しかし、その後ろには知らない三人の男がいる。
そのうちの一人は明らかに老人だ。
「こりゃー、新手だな」
「どうしたんですか?」
「黙れ!せとぎわだ」
「なんのせとぎわ?」
「生きるか死ぬかに決まってるだろ!」
孝之は真剣な目で智子の肩に手を置いた。
「いいかい?おそらく信仰宗教の勧誘だ。さっきとメンツが違うからわからなかったが、教祖を連れてきてる」
「どういうこと?」
「若い男二人は鉄砲玉だ。その後ろにニット帽をかぶった幹部と腰の低そうな奴がいる。おそらく秘書官だ。油断させて話を聞いてもらうつもりだろうが、そうはいかないぞ!」
孝之はひとまず智子をリビングに戻した。
「誰だったの?」
「・・・あ、孝之さんが言うには、また宗教の人だって。今度は教祖を連れて戻ってきたって」
「あら、大丈夫かしら?」
リビングに戻ってくる孝之を桜子は心配そうに見つめている。
「母さん。

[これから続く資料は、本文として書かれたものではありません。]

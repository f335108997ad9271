//! Telegram Bot API bindings for Rust
//! Provides functions to send text messages, photos and photo albums to a chat

use std::time::Duration;

use reqwest::blocking::{Client, Response};
use reqwest::StatusCode;
use serde::de::DeserializeOwned;
use serde::{Deserialize, Serialize};
use thiserror::Error;

pub const DEFAULT_API_URL: &str = "https://api.telegram.org";

/// Maximum length of a message text, in characters
pub const MAX_MESSAGE_LENGTH: usize = 4096;

/// Maximum length of a photo caption, in characters
pub const MAX_CAPTION_LENGTH: usize = 1024;

/// `sendMediaGroup` accepts between 2 and 10 items
pub const MIN_MEDIA_GROUP_SIZE: usize = 2;
pub const MAX_MEDIA_GROUP_SIZE: usize = 10;

#[derive(Error, Debug)]
pub enum TelegramError {
    #[error("HTTP request failed: {0}")]
    RequestError(reqwest::Error),
    #[error("Invalid Telegram bot token")]
    Unauthorized,
    #[error("Bad request to Telegram API: {0}")]
    BadRequest(String),
    #[error("Bot was blocked by the user or chat not found")]
    Forbidden,
    #[error("Telegram API error: {status} {reason}")]
    Status { status: u16, reason: String },
    #[error("Telegram API returned error: {0}")]
    Api(String),
    #[error("Unexpected Telegram API response: {0}")]
    Decode(String),
    #[error("Media group must contain between 2 and 10 photos, got {0}")]
    InvalidMediaGroup(usize),
}

impl From<reqwest::Error> for TelegramError {
    fn from(err: reqwest::Error) -> Self {
        // Method URLs carry the bot token
        TelegramError::RequestError(err.without_url())
    }
}

/// Markup dialect of a message text or caption
#[derive(Debug, Clone, Copy, PartialEq, Eq, Serialize)]
pub enum ParseMode {
    MarkdownV2,
}

#[derive(Debug, Clone, Deserialize)]
pub struct Message {
    pub message_id: i64,
    #[serde(flatten)]
    pub extra: serde_json::Value,
}

/// A photo entry of a `sendMediaGroup` album
#[derive(Debug, Clone, PartialEq, Serialize)]
pub struct InputMediaPhoto {
    #[serde(rename = "type")]
    media_type: &'static str,
    pub media: String,
    #[serde(skip_serializing_if = "Option::is_none")]
    pub caption: Option<String>,
    #[serde(skip_serializing_if = "Option::is_none")]
    pub parse_mode: Option<ParseMode>,
}

impl InputMediaPhoto {
    pub fn new(media: impl Into<String>) -> Self {
        Self {
            media_type: "photo",
            media: media.into(),
            caption: None,
            parse_mode: None,
        }
    }

    pub fn with_caption(
        mut self,
        caption: impl Into<String>,
        parse_mode: Option<ParseMode>,
    ) -> Self {
        self.caption = Some(caption.into());
        self.parse_mode = parse_mode;
        self
    }
}

#[derive(Debug, Deserialize)]
struct ApiResponse {
    ok: bool,
    description: Option<String>,
    result: Option<serde_json::Value>,
}

#[derive(Debug, Serialize)]
struct SendMessagePayload<'a> {
    chat_id: &'a str,
    text: &'a str,
    #[serde(skip_serializing_if = "Option::is_none")]
    parse_mode: Option<ParseMode>,
}

#[derive(Debug, Serialize)]
struct SendPhotoPayload<'a> {
    chat_id: &'a str,
    photo: &'a str,
    #[serde(skip_serializing_if = "Option::is_none")]
    caption: Option<&'a str>,
    #[serde(skip_serializing_if = "Option::is_none")]
    parse_mode: Option<ParseMode>,
}

#[derive(Debug, Serialize)]
struct SendMediaGroupPayload<'a> {
    chat_id: &'a str,
    media: &'a [InputMediaPhoto],
}

pub struct TelegramClient {
    url: String,
    client: Client,
}

impl TelegramClient {
    pub fn new(token: &str) -> Result<Self, TelegramError> {
        Self::with_base_url(DEFAULT_API_URL, token)
    }

    pub fn with_base_url(base_url: &str, token: &str) -> Result<Self, TelegramError> {
        let client = Client::builder().timeout(Duration::from_secs(30)).build()?;

        Ok(Self {
            url: format!("{}/bot{}", base_url.trim_end_matches('/'), token),
            client,
        })
    }

    fn method_url(&self, method: &str) -> String {
        format!("{}/{}", self.url, method)
    }

    /// Send a text message to a chat
    pub fn send_message(
        &self,
        chat_id: &str,
        text: &str,
        parse_mode: Option<ParseMode>,
    ) -> Result<Message, TelegramError> {
        let payload = SendMessagePayload {
            chat_id,
            text,
            parse_mode,
        };

        let response = self
            .client
            .post(self.method_url("sendMessage"))
            .json(&payload)
            .send()?;

        read_response(response)
    }

    /// Send a photo by URL, with an optional caption
    pub fn send_photo(
        &self,
        chat_id: &str,
        photo: &str,
        caption: Option<&str>,
        parse_mode: Option<ParseMode>,
    ) -> Result<Message, TelegramError> {
        let payload = SendPhotoPayload {
            chat_id,
            photo,
            caption,
            parse_mode,
        };

        let response = self
            .client
            .post(self.method_url("sendPhoto"))
            .json(&payload)
            .send()?;

        read_response(response)
    }

    /// Send several photos as a single album
    pub fn send_media_group(
        &self,
        chat_id: &str,
        media: &[InputMediaPhoto],
    ) -> Result<Vec<Message>, TelegramError> {
        if !(MIN_MEDIA_GROUP_SIZE..=MAX_MEDIA_GROUP_SIZE).contains(&media.len()) {
            return Err(TelegramError::InvalidMediaGroup(media.len()));
        }

        let payload = SendMediaGroupPayload { chat_id, media };

        let response = self
            .client
            .post(self.method_url("sendMediaGroup"))
            .json(&payload)
            .send()?;

        read_response(response)
    }
}

/// Map the HTTP status and the `ok` flag of a Bot API response to a result
fn read_response<T: DeserializeOwned>(response: Response) -> Result<T, TelegramError> {
    let status = response.status();

    if !status.is_success() {
        let description = response
            .json::<ApiResponse>()
            .ok()
            .and_then(|body| body.description);

        return Err(match status {
            StatusCode::UNAUTHORIZED => TelegramError::Unauthorized,
            StatusCode::BAD_REQUEST => TelegramError::BadRequest(
                description.unwrap_or_else(|| "Unknown error".to_string()),
            ),
            StatusCode::FORBIDDEN => TelegramError::Forbidden,
            _ => TelegramError::Status {
                status: status.as_u16(),
                reason: status.canonical_reason().unwrap_or("Unknown").to_string(),
            },
        });
    }

    let body: ApiResponse = response
        .json()
        .map_err(|e| TelegramError::Decode(e.without_url().to_string()))?;

    if !body.ok {
        return Err(TelegramError::Api(
            body.description.unwrap_or_else(|| "Unknown error".to_string()),
        ));
    }

    serde_json::from_value(body.result.unwrap_or(serde_json::Value::Null))
        .map_err(|e| TelegramError::Decode(e.to_string()))
}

ここからがクライマックスだ」
「どういうこと?」
インターホンが再び鳴った。
「おそらく居留守はもう使えない」
「でるの?」
「そうするしかないだろう」
「勧誘されたらどうするのよ」
「断るしかない。しかし、そう簡単にはいかないと思う。むこうには教祖がいるからな。一世一代の勝負をかける時だ」
「孝之」
「もしかしたら俺たちみんな襲われるかもしれない。勧誘とはそういうものだ」
「飛躍しすぎじゃない?孝之さん」
「黙れ!タダ飯女!」
言葉を失う智子。
好感度は少しだけ下がった。
「君には指一本触れさせない」
好感度は上がった。
孝之はゆっくり玄関に向かった。
玄関の前でまたインターホンが鳴った。
深呼吸をする孝之。
「大丈夫かしらね?」
「・・・いや、よく来るんですか?勧誘」
「まあ、時々ね。いつもは追い返してるんだけど、最近は孝之が家にいるから任せてるの。一度だけしつこい勧誘があって、その時は孝之が追い払ってくれた」
「でも、たかが勧誘ですよね?」
「それが最近は巧妙でね。ちょっとでも仲良くなると個人情報を聞こうとするの。住所ばれてるじゃない?それだから下手に乱暴な事も言えないし」
「孝之さんはどうやって対応したんですか?」
「俺は警察官だ、って言ってる」
「なるほど・・・」
そう智子がつぶやいた後、ゆっくりと玄関の扉が開く音が聞こえた。